Лузе кажется, что он еще не успевает вытянуть ног, как Михаил Семенович уже будит его.
— Вставай, брат, — говорит он. — Нечего казенный хлеб лежа есть…
— Да ведь только глаза закрыл. Куда теперь?
— К Винокурову в дивизию. Три часа глаза закрывал, хватит!
Они едут в дивизию Винокурова. А пока они едут, спазма сжимает узкое горло железной дороги. Книги, факторы, спички, танки, люди, медикаменты, подводные лодки — все, что катится сюда с далекого запада, застревает в узком, как горло кита, проходе.
Черняев в вагоне Михаила Семеновича принимает телеграмму за телеграммой и особым чутьем секретаря, которое является дополнением к натуре Михаила Семеновича, быстро догадывается, где может быть его шеф.
Еще почти ночь. Ни ночь, ни утро. Комдив Винокуров просыпается от звонка.
— Кто? — кричит он. — Что? Михаил Семенович? Не был… А-а-а. Хорошо. Спасибо. Не уйдет, нет. Как будет в руках, я тебе позвоню, Черняев… Ладно. Валяй спи, не уйдет.
Но Михаил Семенович обманул чутье Черняева: он поехал к Варваре Ильиничне, а к Винокурову будет завтра.
В горах сыро, туманно; молча сидеть и думать нельзя — становится холодно, и клонит ко сну, и ломит и жжет поясница. Михаил Семенович начинает думать вслух — все-таки разговор.
— Горизонтально у нас как-то мыслят, — говорит он зевая.
Тут все — в этой фразе.
Он, которому революция дала два ордена, большой пост, большую квартиру, в которой ему некогда жить, большую и веселую семью, которую он не видит по неделям, большой и роскошный автомобиль, который он жалеет портить на этих дорогах, — распоряжается с азартом и волнением только большим и ясным своим характером. Характер его тоже сделала революция. Характер его лежит как бы в сберкассе и дает из года в год проценты. Все что-то прибавляется в уменье разбираться в людях и глядеть вперед.
— Горизонтально у нас как-то думают, — повторяет он, пропуская сквозь сознание вместе с этой фразой целый поток имен, лиц и фактов, кажущихся ему неправильными.
Он думает о людях, как изобретатель их.
— Я из этого Фраткина мыло варить буду, — мрачно говорит он. Потом вспоминает об Ольге, о рыбе, о том, что тузлуки никто делать не умеет и треть улова всегда пропадает на берегу.
Он закрывает глаза, теперь уже не боясь заснуть, потому что все ходит в нем ходуном от раздражения и отчаяния. В его голове борются сметы, проекты, люди, кричат районы, и из этой жизни, бьющейся в его памяти, он выхватывает десять-двенадцать жизней и бросает их мысленно на нефть и уголь и улыбается, если чувствует, что придумал удачно.
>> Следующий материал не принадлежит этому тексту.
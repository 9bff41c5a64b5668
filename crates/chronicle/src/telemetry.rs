use std::io::IsTerminal;

use tracing_subscriber::EnvFilter;

/// Logs go to stderr so stdout stays machine-readable.
pub fn init_cli_tracing() {
    let filter = EnvFilter::try_from_default_env().unwrap_or_else(|_| EnvFilter::new("warn"));
    let _ = tracing_subscriber::fmt()
        .with_env_filter(filter)
        .with_target(false)
        .with_ansi(std::io::stderr().is_terminal())
        .with_writer(std::io::stderr)
        .compact()
        .try_init();
}
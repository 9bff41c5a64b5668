use url::Url;

use crate::config::Config;
use crate::error::{ChronicleError, Result};

pub const BATCH_CREATE_PATH: &str = "/v2/unstructuredlogentries:batchCreate";
const LISTS_SEGMENTS: [&str; 2] = ["v2", "lists"];

/// Routes `host` to the regional instance; `us` (any case) or an empty region
/// maps to the bare host.
pub fn regional_host(region: &str, host: &str) -> String {
    let region = region.trim();
    if region.is_empty() || region.eq_ignore_ascii_case("us") {
        host.to_string()
    } else {
        format!("{}-{host}", region.to_ascii_lowercase())
    }
}

pub fn ingestion_url(cfg: &Config) -> String {
    format!(
        "{}://{}{BATCH_CREATE_PATH}",
        cfg.scheme,
        regional_host(&cfg.region, &cfg.ingestion_host)
    )
}

/// `list_name` is a single path segment; `/`, `?` and `#` are percent-encoded.
pub fn reference_list_url(cfg: &Config, list_name: &str) -> Result<String> {
    let base = format!(
        "{}://{}",
        cfg.scheme,
        regional_host(&cfg.region, &cfg.reference_list_host)
    );
    let mut url = Url::parse(&base)
        .map_err(|e| ChronicleError::Config(format!("bad reference list host {base}: {e}")))?;
    url.path_segments_mut()
        .map_err(|_| ChronicleError::Config(format!("reference list host {base} cannot carry a path")))?
        .clear()
        .extend(LISTS_SEGMENTS)
        .push(list_name);
    Ok(url.into())
}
— Хороший народ районщики, — говорит он Лузе, — но звери. Зарежешь ему баньку какую-нибудь, до смерти не простит. В прошлом году решил один район фабрику венской мебели у себя поставить. Мастеров навезли, здание выстроили, заказов напринимали… Нагрянул я к ним, гляжу — с хлебом плохо, с рыбой дрянь, с лесом прорыв, — все фабрику строят. Как стукну я по их мебели… А мы, говорят, хотели фабрично-заводской пролетариат у себя вырастить. Вот идиоты-то! На мебели! Понимаешь?
Вздохнув и крякнув, он улыбается.
— Впрочем, ничего. Так и должно быть. Вторую пятилетку выполним, легче будет. А сейчас почему трудно? Потому что все переучиваемся по-новому жить. Каждый по-своему старается; да вот горизонтально пока думаем, горизонтально… да и всего сразу хочется.
Луза не отвечает. Он думает о тишине на границе. Занавес тишины прикрывает от соседей многое, о чем Луза и не догадывался.
Впереди, в углу бухты, возникает поселок.
— Забралась же Варвара!.. — смеется Луза.
— А что, глухо, что ли?.. Ерунда. Во второй пятилетке мы тут планируем промышленность насадить. Это, брат, будет индустриальный центр.
— Вот это?
— Именно вот это.
— Нашли ж место…
…Варвара Ильинична не ждала гостей, но нрав ее был таков, что все преображалось в доме, как только на пороге появлялся приезжий, и, обнимая Михаила Семеновича и Лузу, она уже подталкивала их к столовой и, целуя, кричала через плечо кому-то невидимому:
— Икорки с ледника да синий графин, большенький!
И как вошли в комнату, сразу появилась икра, синий графин, балычок, какая-то маринованная трава, а Варвара Ильинична, сотрясая комнаты неуклюжим бегом, волокла самовар, похожий на идола из посиневшей меди.